Miranda mengangguk paham. Ia kemudian mengetikkan sebuah pesan pada pacarnya untuk mengajaknya bertemu.
"Ingat, Mir. Salah satu kunci hubungan itu adanya rasa saling percaya satu sama lain. Kalo lo udah jadi ketemu cowok lo, coba dengarkan dulu penjelasan dari dia. Tenangkan diri lo dulu sebelum lo pergi buat ketemu dia. Oke?" Caca kembali memberikan saran yang diangguki oleh Miranda.
"Makasih banget Ca buat sarannya. Entar gue kasih kabar kalo udah nemu hari yang pas buat ketemuan. Gue balik kelas dulu ya. Makasih Cacaa," Miranda beranjak berdiri dan berjalan keluar dari kelas Caca.
Merasa pengap karena berada di dalam kelas, ditambah lagi Caca sedang menggunakan masker membuat Caca ikut keluar kelas untuk mencari udara segar.
"Udah kelar kerjaanya, Bukk?" tanya Ariel dengan mulut yang aktif mengunyah cireng.
"Duduk sini. Udah gue beliin batagor buat lo," kata Sandra sambil menggeser posisi duduknya.
Caca menerima batagor dari Sandra kemudian duduk di samping temannya tersebut. Ia membuat sebagian maskernya lalu memasukkan satu potong batagor dan kembali menutup masker tersebut.
"Rempong banget. Lo habis perawatan apa gimana sih?" Ariel menatap Caca heran karena perempuan tersebut mengenakan masker sejak pagi.
"Lagi sariawan. Bibir gue pecah-pecah parah. Malu kalo dilihatin orang soalnya tadi pagi habis gue obatin jadi kayak merah banget warnanya," jawab Caca dengan suara getir karena menahan rasa sakit di dalam bibirnya.
"Coba dibuka deh, palingan udah ilang kok obatnya. Bibir lo nggak bakal kelihatan menor," suruh Ariel merasa jika Caca tidak nyaman dengan masker yang dipakainya.
"Iya dibuka aja. Ntar kalo ada yang komen biar gua marahin orangnya," imbuh Sandra yang juga merasakan hal yang sama.
Caca memang sangat tidak nyaman menggunakan masker saat sedang sekolah. Selain merasa pengap, Caca juga merasa jadi pusat perhatian orang karena mengenakan masker sendirian.
"ASTAGHFIRULLAH CACAAA!!! BIBIR LO KENAPA BISA KAYAK GITU?!" pekik Ariel saat Caca baru saja membuka maskernya.
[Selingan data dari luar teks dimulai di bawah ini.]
use std::collections::BTreeMap;
use std::sync::LazyLock;

use async_trait::async_trait;
use fieldlens_application::{OrgRestTransport, SessionTokenProvider};
use fieldlens_core::{AppError, AppResult, OrgDomain, SessionToken};
use fieldlens_domain::{AccessFlags, OrgUser, compare_display_names};
use regex::Regex;
use serde_json::{Value, json};
use tokio::sync::RwLock;

static FIELD_FILTER: LazyLock<Option<Regex>> =
    LazyLock::new(|| Regex::new(r"WHERE Field = '([^']+)'").ok());
static USER_ID_FILTER: LazyLock<Option<Regex>> =
    LazyLock::new(|| Regex::new(r"FROM User WHERE Id = '([^']+)'").ok());
static LIMIT_CLAUSE: LazyLock<Option<Regex>> = LazyLock::new(|| Regex::new(r"LIMIT (\d+)").ok());

const CREATED_ID_PREFIX: &str = "01k";
const CREATED_ID_LENGTH: usize = 18;
const PLACEHOLDER_ID_PREFIX: &str = "000";

#[derive(Debug, Clone)]
enum ParentKind {
    Profile { profile_name: String },
    PermissionSet,
}

#[derive(Debug, Clone)]
struct StoredParent {
    name: String,
    kind: ParentKind,
}

#[derive(Debug, Clone)]
struct StoredFieldPermission {
    id: String,
    parent_id: String,
    field: String,
    read: bool,
    edit: bool,
}

impl StoredFieldPermission {
    fn is_placeholder(&self) -> bool {
        self.id.starts_with(PLACEHOLDER_ID_PREFIX)
    }
}

#[derive(Debug, Clone)]
struct StoredUser {
    user: OrgUser,
    active: bool,
    profile_name: Option<String>,
    permission_set_ids: Vec<String>,
}

#[derive(Debug, Default)]
struct OrgState {
    parents: BTreeMap<String, StoredParent>,
    field_permissions: Vec<StoredFieldPermission>,
    users: Vec<StoredUser>,
    created: usize,
}

/// Stateful single-org stand-in answering the queries and writes the
/// inspector issues.
///
/// Tokens other than the configured one are rejected with a 401, and grants
/// with edit but no read are rejected with a 400. Rows seeded with a `000`
/// id stand for implicit grants and are replaced when a real one is created.
#[derive(Debug)]
pub struct InMemoryOrg {
    domain: OrgDomain,
    token: SessionToken,
    state: RwLock<OrgState>,
}

impl InMemoryOrg {
    /// Creates an empty org reachable at `domain` with `token`.
    #[must_use]
    pub fn new(domain: OrgDomain, token: SessionToken) -> Self {
        Self {
            domain,
            token,
            state: RwLock::new(OrgState::default()),
        }
    }

    /// Adds a profile; `permission_set_id` is its profile-owned permission set.
    #[must_use]
    pub fn with_profile(
        mut self,
        permission_set_id: &str,
        permission_set_name: &str,
        profile_name: &str,
    ) -> Self {
        self.state.get_mut().parents.insert(
            permission_set_id.to_owned(),
            StoredParent {
                name: permission_set_name.to_owned(),
                kind: ParentKind::Profile {
                    profile_name: profile_name.to_owned(),
                },
            },
        );
        self
    }

    /// Adds a standalone permission set.
    #[must_use]
    pub fn with_permission_set(mut self, id: &str, name: &str) -> Self {
        self.state.get_mut().parents.insert(
            id.to_owned(),
            StoredParent {
                name: name.to_owned(),
                kind: ParentKind::PermissionSet,
            },
        );
        self
    }

    /// Adds a field permission record.
    #[must_use]
    pub fn with_field_permission(
        mut self,
        record_id: &str,
        parent_id: &str,
        field: &str,
        access: AccessFlags,
    ) -> Self {
        self.state.get_mut().field_permissions.push(StoredFieldPermission {
            id: record_id.to_owned(),
            parent_id: parent_id.to_owned(),
            field: field.to_owned(),
            read: access.read(),
            edit: access.edit(),
        });
        self
    }

    /// Adds a user with a profile and permission set assignments.
    #[must_use]
    pub fn with_user(
        mut self,
        user: OrgUser,
        active: bool,
        profile_name: Option<&str>,
        permission_set_ids: &[&str],
    ) -> Self {
        self.state.get_mut().users.push(StoredUser {
            user,
            active,
            profile_name: profile_name.map(str::to_owned),
            permission_set_ids: permission_set_ids.iter().map(|id| (*id).to_owned()).collect(),
        });
        self
    }

    /// Returns the stored access of one parent to one field.
    pub async fn field_access(&self, parent_id: &str, field: &str) -> Option<AccessFlags> {
        self.state
            .read()
            .await
            .field_permissions
            .iter()
            .find(|stored| stored.parent_id == parent_id && stored.field == field)
            .map(|stored| AccessFlags::new(stored.read, stored.edit))
    }

    fn authorize(&self, domain: &OrgDomain, token: &SessionToken) -> AppResult<()> {
        if domain != &self.domain {
            return Err(AppError::transport(format!("unknown host '{domain}'")));
        }
        if token != &self.token {
            return Err(AppError::status(401, "INVALID_SESSION_ID"));
        }

        Ok(())
    }
}

fn capture(pattern: &LazyLock<Option<Regex>>, text: &str) -> Option<String> {
    pattern
        .as_ref()
        .and_then(|regex| regex.captures(text))
        .and_then(|captures| captures.get(1))
        .map(|value| value.as_str().to_owned())
}

fn flag(body: &Value, key: &str) -> AppResult<bool> {
    body.get(key)
        .and_then(Value::as_bool)
        .ok_or_else(|| AppError::status(400, format!("JSON_PARSER_ERROR: '{key}' must be a boolean")))
}

fn checked_access(body: &Value) -> AppResult<(bool, bool)> {
    let read = flag(body, "PermissionsRead")?;
    let edit = flag(body, "PermissionsEdit")?;
    if edit && !read {
        return Err(AppError::status(
            400,
            "FIELD_INTEGRITY_EXCEPTION: Edit requires Read",
        ));
    }

    Ok((read, edit))
}

impl OrgState {
    fn field_permission_rows(&self, field: &str) -> Value {
        let mut rows: Vec<(&StoredFieldPermission, &StoredParent)> = self
            .field_permissions
            .iter()
            .filter(|stored| stored.field == field)
            .filter_map(|stored| self.parents.get(&stored.parent_id).map(|parent| (stored, parent)))
            .collect();
        rows.sort_by(|(_, left), (_, right)| {
            parent_type(left)
                .cmp(parent_type(right))
                .then_with(|| left.name.cmp(&right.name))
        });

        let records: Vec<Value> = rows
            .into_iter()
            .map(|(stored, parent)| {
                let profile = match &parent.kind {
                    ParentKind::Profile { profile_name } => json!({ "Name": profile_name }),
                    ParentKind::PermissionSet => Value::Null,
                };
                json!({
                    "attributes": { "type": "FieldPermissions" },
                    "Id": stored.id,
                    "Field": stored.field,
                    "PermissionsRead": stored.read,
                    "PermissionsEdit": stored.edit,
                    "Parent": {
                        "Id": stored.parent_id,
                        "Name": parent.name,
                        "Type": parent_type(parent),
                        "Profile": profile,
                    },
                })
            })
            .collect();

        query_result(records)
    }

    fn permission_set_catalog(&self) -> Value {
        query_result(
            self.parents
                .iter()
                .filter(|(_, parent)| matches!(parent.kind, ParentKind::PermissionSet))
                .map(|(id, parent)| json!({ "Id": id, "Name": parent.name }))
                .collect(),
        )
    }

    fn active_users(&self, limit: usize) -> Value {
        let mut users: Vec<&StoredUser> = self.users.iter().filter(|stored| stored.active).collect();
        users.sort_by(|left, right| compare_display_names(&left.user.name, &right.user.name));

        query_result(
            users
                .into_iter()
                .take(limit)
                .map(|stored| {
                    json!({
                        "Id": stored.user.id,
                        "Name": stored.user.name,
                        "Username": stored.user.username,
                    })
                })
                .collect(),
        )
    }

    fn user_assignments(&self, user_id: &str) -> Value {
        query_result(
            self.users
                .iter()
                .filter(|stored| stored.user.id == user_id)
                .map(|stored| {
                    let assignments: Vec<Value> = stored
                        .permission_set_ids
                        .iter()
                        .map(|id| {
                            json!({
                                "PermissionSetId": id,
                                "PermissionSet": {
                                    "Name": self.parents.get(id).map(|parent| parent.name.as_str()),
                                },
                            })
                        })
                        .collect();
                    json!({
                        "Id": stored.user.id,
                        "Name": stored.user.name,
                        "Profile": stored.profile_name.as_ref().map(|name| json!({ "Name": name })),
                        "PermissionSetAssignments": query_result(assignments),
                    })
                })
                .collect(),
        )
    }
}

fn parent_type(parent: &StoredParent) -> &'static str {
    match parent.kind {
        ParentKind::Profile { .. } => "Profile",
        ParentKind::PermissionSet => "Regular",
    }
}

fn query_result(records: Vec<Value>) -> Value {
    json!({
        "totalSize": records.len(),
        "done": true,
        "records": records,
    })
}

#[async_trait]
impl SessionTokenProvider for InMemoryOrg {
    async fn session_token(&self, domain: &OrgDomain) -> AppResult<SessionToken> {
        if domain == &self.domain {
            Ok(self.token.clone())
        } else {
            Err(AppError::Unauthorized(format!("no session for '{domain}'")))
        }
    }
}

#[async_trait]
impl OrgRestTransport for InMemoryOrg {
    async fn query(&self, domain: &OrgDomain, token: &SessionToken, soql: &str) -> AppResult<Value> {
        self.authorize(domain, token)?;
        let state = self.state.read().await;

        if soql.contains("FROM FieldPermissions") {
            let field = capture(&FIELD_FILTER, soql)
                .ok_or_else(|| AppError::status(400, "MALFORMED_QUERY: missing Field filter"))?;
            return Ok(state.field_permission_rows(field.as_str()));
        }
        if soql.contains("FROM PermissionSet WHERE IsOwnedByProfile = false") {
            return Ok(state.permission_set_catalog());
        }
        if let Some(user_id) = capture(&USER_ID_FILTER, soql) {
            return Ok(state.user_assignments(user_id.as_str()));
        }
        if soql.contains("FROM User WHERE IsActive = true") {
            let limit = capture(&LIMIT_CLAUSE, soql)
                .and_then(|value| value.parse().ok())
                .unwrap_or(usize::MAX);
            return Ok(state.active_users(limit));
        }

        Err(AppError::status(400, format!("MALFORMED_QUERY: unsupported query '{soql}'")))
    }

    async fn update_record(
        &self,
        domain: &OrgDomain,
        token: &SessionToken,
        sobject: &str,
        record_id: &str,
        body: Value,
    ) -> AppResult<()> {
        self.authorize(domain, token)?;
        if sobject != "FieldPermissions" {
            return Err(AppError::status(404, format!("NOT_FOUND: sobject '{sobject}'")));
        }
        let (read, edit) = checked_access(&body)?;

        let mut state = self.state.write().await;
        let stored = state
            .field_permissions
            .iter_mut()
            .find(|stored| stored.id == record_id)
            .ok_or_else(|| AppError::status(404, format!("NOT_FOUND: '{record_id}'")))?;
        stored.read = read;
        stored.edit = edit;

        Ok(())
    }

    async fn create_record(
        &self,
        domain: &OrgDomain,
        token: &SessionToken,
        sobject: &str,
        body: Value,
    ) -> AppResult<Value> {
        self.authorize(domain, token)?;
        if sobject != "FieldPermissions" {
            return Err(AppError::status(404, format!("NOT_FOUND: sobject '{sobject}'")));
        }
        let (read, edit) = checked_access(&body)?;
        let text = |key: &str| {
            body.get(key)
                .and_then(Value::as_str)
                .map(str::to_owned)
                .ok_or_else(|| AppError::status(400, format!("REQUIRED_FIELD_MISSING: {key}")))
        };
        let parent_id = text("ParentId")?;
        let field = text("Field")?;
        let sobject_type = text("SObjectType")?;

        if field.split_once('.').map(|(object, _)| object) != Some(sobject_type.as_str()) {
            return Err(AppError::status(
                400,
                format!("FIELD_INTEGRITY_EXCEPTION: '{field}' is not a field of '{sobject_type}'"),
            ));
        }

        let mut state = self.state.write().await;
        if !state.parents.contains_key(&parent_id) {
            return Err(AppError::status(400, format!("INVALID_CROSS_REFERENCE_KEY: '{parent_id}'")));
        }
        let same_grant =
            |stored: &StoredFieldPermission| stored.parent_id == parent_id && stored.field == field;
        if state
            .field_permissions
            .iter()
            .any(|stored| same_grant(stored) && !stored.is_placeholder())
        {
            return Err(AppError::status(400, "DUPLICATE_VALUE"));
        }
        state
            .field_permissions
            .retain(|stored| !(same_grant(stored) && stored.is_placeholder()));

        state.created = state.created.saturating_add(1);
        let suffix = state.created.to_string();
        let padding = CREATED_ID_LENGTH
            .saturating_sub(CREATED_ID_PREFIX.len())
            .saturating_sub(suffix.len());
        let id = format!("{CREATED_ID_PREFIX}{}{suffix}", "0".repeat(padding));

        state.field_permissions.push(StoredFieldPermission {
            id: id.clone(),
            parent_id,
            field,
            read,
            edit,
        });

        Ok(json!({ "id": id, "success": true, "errors": [] }))
    }
}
"LO HABIS CIPO—" ucapan Ariel terhenti karena Sandra tiba-tiba memasukkan bakso utuh ke dalam mulutnya.
"Ada apa sih? Kenapa sama bibir gue?" bingung Caca karena pagi tadi ia tidak merasa ada yang aneh dengan bibirnya.
"Bibir lo habis digigit sama siapa?" tanya Ariel dengan suara pelan. "Nggak digigit sama siapa-siapa. Kan emang gue lagi sariawan."
"Lo pernah sariawan apa enggak?" tanya Sandra pada Ariel.
"Ya pernah lah," jawab Ariel. "Tapi bibir gue nggak terus pecah … ih, punya Caca tuh enggak pecah-pecah kok. Orang cuma satu dua garis gitu."
"Mirip kayak orang habis ciuman." Ujar Ariel, membuat Caca membulatkan kedua matanya.
"Ngeres banget otak lo," kata Sandra.
"Bukan ngeres Sandra. Gue itu belajar dari drama-drama yang gue tonton, kalo habis gitu-gituan kan bibirnya jadi gitu," sahut Ariel kembali melirik kondisi bibir Caca.
"Apa mungkin lo nggak sadar kalo ada orang yang gitu-gituin lo, Ca?"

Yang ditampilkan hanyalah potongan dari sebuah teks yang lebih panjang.